At the cricket club they were dismantling the fencing that had prevented people from just climbing the low wall into the ground for the Party in the Park. Perish the thought that people should get in for free! I saw a lorry set off with a deflated bouncy castle loaded on the flatbed. There was surprisingly little litter on the road outside the cricket ground, far less than when there is a cricket match. On those occasions it is no surprise to find abandoned mobile min-barbecues! But for the Party in the Park either they had efficient litter-pickers or it was all contained within the enclosure.

There were, however, vast numbers of cars parked on the grass verge where I wanted to run. And they went on well beyond the road where I turn off to the left. Surely some of them must have been almost i Marsden! I doubt that all of them were from people helping to tidy up as there were few people on evidence. So were they all cars in which people had driven to the event yesterday. Had the drivers sensibly decided they had imbibed too much and abandoned their vehicles, setting off to walk home? If that was the case, if they lived close enough to walk home, why had they not walked to the venue in the first place?

As I completed my running circuit, approaching the house from the other direction, I spotted what was clearly car debris on the road not far from our house - bits of a bumper, a number plate, other odd metallic bits and pieces. In front of the debris was a large vehicle, a Land Rover Freelander I think, with a dent in its rear wing. In front of that was a small silver Nissan, possibly belonging to our next door neighbours. This car has a fine dent in the rear, looking remarkably as though the Freelander had rear-ended it. Thinking back I remembered waking in the wee small hours, probably around 1.30am, to the sound of a “crump!”, followed by a car alarm, a short-lived car alarm. So the evidence suggests that someone did a bit of car-crashing in our street last night. When I see the next-door-but-one neighbour she will no doubt fill me in on all the details, as she is always well-informed! I am quite pleased that we do not have a car as it would almost certainly have been larked in the same row of vehicles.

At the other end of the country the Labour Party conference has been going on apace. Promises abound - free prescriptions for all, replacing Ofsted with some superior form of inspection for schools - but Brexit is still a bone of contention. And members of the party still fall out with each other. Life is hard for politicians these days! All that decision-making!

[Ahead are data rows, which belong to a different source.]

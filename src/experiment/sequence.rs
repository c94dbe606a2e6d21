//! Sequence definitions and the experiment type registry.
//!
//! A sequence file lists experiments by type id:
//!
//! ```yaml
//! sequence:
//!   - experiment_type: power_supply_monitor
//!     params:
//!       device: bench
//!       duration_secs: 10
//!   - experiment_type: power_supply_monitor
//!     name: ramp
//!     params: { device: bench, duration_secs: 5, target_voltage: 4.25 }
//! ```
//!
//! The sequence takes its name from the file stem. Unnamed experiments are
//! named after their position: `000`, `001`, ...

use super::builtin::PowerSupplyMonitor;
use super::Experiment;
use crate::error::{AppResult, LabError};
use serde::{Deserialize, Serialize};
use std::collections::{HashMap, HashSet};
use std::path::Path;
use std::sync::Arc;

/// One entry of a sequence file.
#[derive(Debug, Clone, PartialEq, Serialize, Deserialize)]
pub struct ExperimentDefinition {
    pub experiment_type: String,
    #[serde(default)]
    pub name: Option<String>,
    #[serde(default)]
    pub params: Option<serde_json::Value>,
}

#[derive(Debug, Deserialize)]
struct SequenceFile {
    sequence: Vec<ExperimentDefinition>,
}

/// An ordered list of experiments to run one after another.
#[derive(Debug, Clone, PartialEq)]
pub struct SequenceDefinition {
    pub name: String,
    pub experiments: Vec<ExperimentDefinition>,
}

impl SequenceDefinition {
    /// Read a sequence file; the sequence is named after the file stem.
    pub fn load(path: impl AsRef<Path>) -> AppResult<Self> {
        let path = path.as_ref();
        let name = path
            .file_stem()
            .and_then(|stem| stem.to_str())
            .ok_or_else(|| {
                LabError::Configuration(format!("invalid sequence path: {}", path.display()))
            })?;
        let text = std::fs::read_to_string(path).map_err(|e| {
            LabError::Configuration(format!("cannot read sequence {}: {}", path.display(), e))
        })?;
        Self::from_yaml_str(name, &text)
    }

    pub fn from_yaml_str(name: impl Into<String>, yaml: &str) -> AppResult<Self> {
        let name = name.into();
        let file: SequenceFile = serde_yaml::from_str(yaml)
            .map_err(|e| LabError::Configuration(format!("invalid sequence '{}': {}", name, e)))?;

        let sequence = Self {
            name,
            experiments: file.sequence,
        };
        sequence.validate()?;
        Ok(sequence)
    }

    /// Experiment names, with positional defaults filled in.
    pub fn experiment_names(&self) -> Vec<String> {
        self.experiments
            .iter()
            .enumerate()
            .map(|(index, def)| def.name.clone().unwrap_or_else(|| format!("{index:03}")))
            .collect()
    }

    fn validate(&self) -> AppResult<()> {
        if self.experiments.is_empty() {
            return Err(LabError::Configuration(format!(
                "sequence '{}' has no experiments",
                self.name
            )));
        }
        let mut seen = HashSet::new();
        for name in self.experiment_names() {
            if !seen.insert(name.clone()) {
                return Err(LabError::Configuration(format!(
                    "sequence '{}' names experiment '{}' twice",
                    self.name, name
                )));
            }
        }
        Ok(())
    }
}

/// Builds an experiment from its optional parameters.
pub type ExperimentFactory =
    Arc<dyn Fn(Option<&serde_json::Value>) -> anyhow::Result<Box<dyn Experiment>> + Send + Sync>;

/// An experiment instance ready to run.
pub struct ScheduledExperiment {
    pub name: String,
    pub experiment: Box<dyn Experiment>,
}

impl std::fmt::Debug for ScheduledExperiment {
    fn fmt(&self, f: &mut std::fmt::Formatter<'_>) -> std::fmt::Result {
        f.debug_struct("ScheduledExperiment")
            .field("name", &self.name)
            .field("sampling_rate_hz", &self.experiment.sampling_rate_hz())
            .field("duration_secs", &self.experiment.duration_secs())
            .finish()
    }
}

/// Experiment type id → factory.
#[derive(Clone, Default)]
pub struct ExperimentRegistry {
    factories: HashMap<String, ExperimentFactory>,
}

impl std::fmt::Debug for ExperimentRegistry {
    fn fmt(&self, f: &mut std::fmt::Formatter<'_>) -> std::fmt::Result {
        f.debug_struct("ExperimentRegistry")
            .field("types", &self.type_ids())
            .finish()
    }
}

impl ExperimentRegistry {
    pub fn new() -> Self {
        Self::default()
    }

    /// Registry with the experiments shipped in this crate.
    pub fn with_builtin() -> Self {
        let mut registry = Self::new();
        registry.register(PowerSupplyMonitor::TYPE_ID, |params| {
            Ok(Box::new(PowerSupplyMonitor::from_params(params)?) as Box<dyn Experiment>)
        });
        registry
    }

    pub fn register<F>(&mut self, type_id: impl Into<String>, factory: F)
    where
        F: Fn(Option<&serde_json::Value>) -> anyhow::Result<Box<dyn Experiment>>
            + Send
            + Sync
            + 'static,
    {
        self.factories.insert(type_id.into(), Arc::new(factory));
    }

    pub fn type_ids(&self) -> Vec<&str> {
        let mut ids: Vec<_> = self.factories.keys().map(String::as_str).collect();
        ids.sort_unstable();
        ids
    }

    /// Build every experiment of `sequence`, in order.
    ///
    /// Fails before anything runs if a type is unknown, parameters are
    /// rejected or an experiment declares an unusable timing.
    pub fn instantiate(&self, sequence: &SequenceDefinition) -> AppResult<Vec<ScheduledExperiment>> {
        sequence
            .experiments
            .iter()
            .zip(sequence.experiment_names())
            .map(|(def, name)| {
                let factory = self.factories.get(&def.experiment_type).ok_or_else(|| {
                    LabError::Configuration(format!(
                        "experiment '{}' has unknown type '{}'",
                        name, def.experiment_type
                    ))
                })?;
                let experiment = factory(def.params.as_ref()).map_err(|e| {
                    LabError::Configuration(format!("experiment '{}': {:#}", name, e))
                })?;
                check_timing(&name, experiment.as_ref())?;
                Ok(ScheduledExperiment { name, experiment })
            })
            .collect()
    }
}

fn check_timing(name: &str, experiment: &dyn Experiment) -> AppResult<()> {
    let rate = experiment.sampling_rate_hz();
    let duration = experiment.duration_secs();
    if !(rate.is_finite() && rate > 0.0) {
        return Err(LabError::Configuration(format!(
            "experiment '{name}' has invalid sampling rate {rate}"
        )));
    }
    if !(duration.is_finite() && duration >= 0.0) {
        return Err(LabError::Configuration(format!(
            "experiment '{name}' has invalid duration {duration}"
        )));
    }
    Ok(())
}

#[cfg(test)]
mod tests {
    use super::*;

    const TWO_MONITORS: &str = r#"
sequence:
  - experiment_type: power_supply_monitor
    params:
      device: bench
      duration_secs: 2
  - experiment_type: power_supply_monitor
    name: ramp
    params: { device: bench, duration_secs: 1, sampling_rate_hz: 4 }
"#;

    #[test]
    fn unnamed_experiments_get_positional_names() {
        let sequence = SequenceDefinition::from_yaml_str("warmup", TWO_MONITORS).unwrap();
        assert_eq!(sequence.name, "warmup");
        assert_eq!(sequence.experiment_names(), ["000", "ramp"]);
    }

    #[test]
    fn load_names_sequence_after_file_stem() {
        let dir = tempfile::tempdir().unwrap();
        let path = dir.path().join("night-run.yaml");
        std::fs::write(&path, TWO_MONITORS).unwrap();

        let sequence = SequenceDefinition::load(&path).unwrap();
        assert_eq!(sequence.name, "night-run");
        assert_eq!(sequence.experiments.len(), 2);
    }

    #[test]
    fn instantiates_builtin_experiments() {
        let sequence = SequenceDefinition::from_yaml_str("s", TWO_MONITORS).unwrap();
        let scheduled = ExperimentRegistry::with_builtin()
            .instantiate(&sequence)
            .unwrap();
        assert_eq!(scheduled.len(), 2);
        assert_eq!(scheduled[1].name, "ramp");
        assert_eq!(scheduled[1].experiment.sampling_rate_hz(), 4.0);
    }

    #[test]
    fn unknown_type_is_rejected_before_running() {
        let yaml = "sequence:\n  - experiment_type: teleport\n";
        let sequence = SequenceDefinition::from_yaml_str("s", yaml).unwrap();
        let err = ExperimentRegistry::with_builtin()
            .instantiate(&sequence)
            .unwrap_err();
        assert!(err.to_string().contains("teleport"));
    }

    #[test]
    fn duplicate_and_empty_sequences_are_rejected() {
        let duplicate = r#"
sequence:
  - { experiment_type: power_supply_monitor, name: a }
  - { experiment_type: power_supply_monitor, name: a }
"#;
        assert!(SequenceDefinition::from_yaml_str("s", duplicate).is_err());
        assert!(SequenceDefinition::from_yaml_str("s", "sequence: []").is_err());
    }
}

 I was reading about a baby called Anoush, whose parents have decided to raise their offspring gender-free. The child can decide for itself, when it reaches the age of reason or when the parents decide it is old enough, whether it is male or female. I refuse to use the pronoun “they” for this child and so will stick resolutely to “it”. Presumably the parents have registered the child and must have had to put a gender on the birth certificate but they are not revealing that gender to anyone. One of its grandmothers found out when she changed a nappy. I assume that she has been sworn to secrecy. What about the midwives and health visitors from early stages of Anoush’s little life? Also sworn to secrecy? Anoush’s parents, John and the unlikely named Hobbit, live on a houseboat so, I were them, I might be more worried as Anoush finds its feet about it falling overboard.

But that’s just me.

I can understand the opposition to gender-stereotyping but there are ways to deal with it. Our three year old granddaughter alternates between playing with cars and playing with her dolls’ house. And I know about baby-led weaning, where the child more or less decides which of the foods offered are to its liking. But baby-led gender is perhaps a step too far. I should have thought childrearing was complicated enough without adding extra problems along the way.